Palace warns ECQ may be reimposed if…

Alexis Romero - The Philippine Star
Palace warns ECQ may be reimposed ifâ¦
“No place in the Philippines is under ECQ and MECQ. But if many of us do not follow health protocols or do not observe social distancing or physical distancing, wash hands, and continue to leave their homes for unnecessary reasons, we may revert to ECQ or MECQ,” said presidential spokesman Harry Roque.
Presidential Photo / Toto Lozano

MANILA, Philippines — As quarantine measures were eased nationwide yesterday, Malacañang warned the people that stricter protocols under another enhanced community quarantine (ECQ) could be reimposed if the public fails to observe safe physical distancing and health standards that would prevent the spread of the coronavirus.

Metro Manila, home to more than 12 million people and contributor of a third of the country’s gross domestic product, shifted from modified enhanced community quarantine (MECQ) to the more lenient general community quarantine (GCQ) yesterday.

Central Luzon and Calabarzon regions, Baguio City, and the provinces of Pangasinan and Albay in Luzon, Central Visayas region and Iloilo City in the Visayas, and the cities of Zamboanga and Davao in Mindanao have also been downgraded to GCQ while the rest of the country are now under the most lenient modified general community quarantine (MGCQ).

“No place in the Philippines is under ECQ and MECQ. But if many of us do not follow health protocols or do not observe social distancing or physical distancing, wash hands, and continue to leave their homes for unnecessary reasons, we may revert to ECQ or MECQ,” said presidential spokesman Harry Roque.

Officials have advised the public not to be complacent even if quarantine measures have been relaxed, saying the easing is being done to reopen the economy gradually and not because the threat of the virus is no longer present.

Interior Secretary Eduardo Año said that despite the rising number of COVID-19 cases, officials are convinced that the measures being implemented by the government are working.

“The lowering of (positive) rate is in our hands. We have to be homeliners. If we do not need to go out, stay at home, wash your hands, wear face mask, use disinfectants and for employers, if possible, adopt alternative work arrangements,” he added.

Año claimed the additional cases are old ones and the increase in the number of deaths is not that sharp.

“We do not see congestion in hospitals. That is a good indicator that we are containing this virus. Despite the late reporting, the situation is not that bad because we thought we are running out of hospital beds and hundreds are dying,” Año said.

“Overall, we can handle this situation and it does not mean we would go back to ECQ because based on our indicators, our health sector can respond to the patients of COVID,” he added.

Roque, however, noted that the capacity of hospitals may be overwhelmed if the number of cases increase.
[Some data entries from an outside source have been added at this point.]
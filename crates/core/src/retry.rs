//! Retry policy for network-level failures.
//!
//! Only failures whose text carries one of the Chromium network error codes in
//! [`TRANSIENT_MARKERS`] are retried. Everything else, including a run that
//! completed with failing assertions, is final on the first attempt.

use std::time::Duration;

use gasprobe_protocol::TestResult;

pub const TRANSIENT_MARKERS: &[&str] = &["ERR_ADDRESS_UNREACHABLE", "ERR_NETWORK_CHANGED", "ERR_INTERNET_DISCONNECTED"];

pub fn is_transient(text: &str) -> bool {
	TRANSIENT_MARKERS.iter().any(|marker| text.contains(marker))
}

#[derive(Debug, Clone, Copy, PartialEq, Eq)]
pub struct RetryPolicy {
	pub max_attempts: u32,
	pub backoff: Duration,
}

impl RetryPolicy {
	/// Policy for a full suite run: two attempts, five seconds apart.
	pub fn full_run() -> Self {
		Self {
			max_attempts: 2,
			backoff: Duration::from_secs(5),
		}
	}

	/// Policy for re-running previously failed functions.
	pub fn rerun() -> Self {
		Self {
			max_attempts: 3,
			backoff: Duration::from_secs(10),
		}
	}

	pub fn once() -> Self {
		Self {
			max_attempts: 1,
			backoff: Duration::ZERO,
		}
	}

	/// Whether attempt number `attempt` (1-based) leaves room for another.
	pub fn has_budget(&self, attempt: u32) -> bool {
		attempt < self.max_attempts
	}

	/// Whether another attempt should follow `result`, which came from attempt
	/// number `attempt`. Only the top-level error counts; scraped log lines
	/// belong to the script under test.
	pub fn should_retry(&self, attempt: u32, result: &TestResult) -> bool {
		self.has_budget(attempt) && !result.outcome.is_passed() && result.error.as_deref().is_some_and(is_transient)
	}
}

impl Default for RetryPolicy {
	fn default() -> Self {
		Self::full_run()
	}
}

#[cfg(test)]
mod tests {
	use super::*;

	#[test]
	fn detects_network_codes() {
		assert!(is_transient("page.goto: net::ERR_ADDRESS_UNREACHABLE at https://script.google.com"));
		assert!(is_transient("ERR_NETWORK_CHANGED"));
		assert!(!is_transient("run button not found"));
	}

	#[test]
	fn retries_only_transient_failures_within_budget() {
		let policy = RetryPolicy::rerun();
		let transient = TestResult::failed("testAll", "net::ERR_INTERNET_DISCONNECTED");
		let final_failure = TestResult::failed("testAll", "function selection failed");

		assert!(policy.should_retry(1, &transient));
		assert!(policy.should_retry(2, &transient));
		assert!(!policy.should_retry(3, &transient));
		assert!(!policy.should_retry(1, &final_failure));
	}

	#[test]
	fn transient_text_in_log_errors_is_final() {
		let mut result = TestResult::failed("testAll", "1 unexpected error line(s)");
		result.errors.push("❌ UrlFetch failed: ERR_ADDRESS_UNREACHABLE".into());
		assert!(!RetryPolicy::full_run().should_retry(1, &result));
		assert!(!RetryPolicy::rerun().should_retry(1, &result));
	}

	#[test]
	fn passed_results_never_retry() {
		let mut result = TestResult::passed("testAll");
		result.error = Some("ERR_NETWORK_CHANGED".into());
		assert!(!RetryPolicy::full_run().should_retry(1, &result));
	}
}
“We have 1,273 ICU (intensive care unit) beds, 820 of them vacant and 453 of them occupied. While this is a good sign, it can be filled up easily if we are not careful and we do not follow health protocols,” the Palace spokesman said.

Survival of the fittest

Carlito Galvez, chief implementer of the national policy on the coronavirus disease 2019 (COVID-19), disputed notions that it would be survival of the fittest once Metro Manila is placed under GCQ.

Galvez said businesses and local governments have been implementing strict measures to contain the virus, which has so far infected more than 18,000 people in the Philippines.

“I don’t think it’s right to say it would be survival of the fittest because based on what we saw, people are complying,” Galvez said.

“We can see that the business sector, they’re heightening up the strict protocols. We are even happy that the LGUs (local government units) in Metro Manila and the business sector have high awareness – even stricter than the IATF (Inter-Agency Task Force on Emerging Infectious Diseases). We can see the concern of the LGUs and business sector,” he added.

Galvez also justified the IATF’s recommendation to ease quarantine restrictions, saying there is a need to reopen the economy.

President Duterte is expected to perform official functions while in Davao City, including presiding over a meeting of the government’s coronavirus pandemic task force, Roque said yesterday.

Duterte went home to Davao City over the weekend, the second time he traveled to the southern city since the Philippines imposed quarantine protocols.

The first time was in the middle of May or 67 days after he was stuck in Malacañang because of lockdown measures.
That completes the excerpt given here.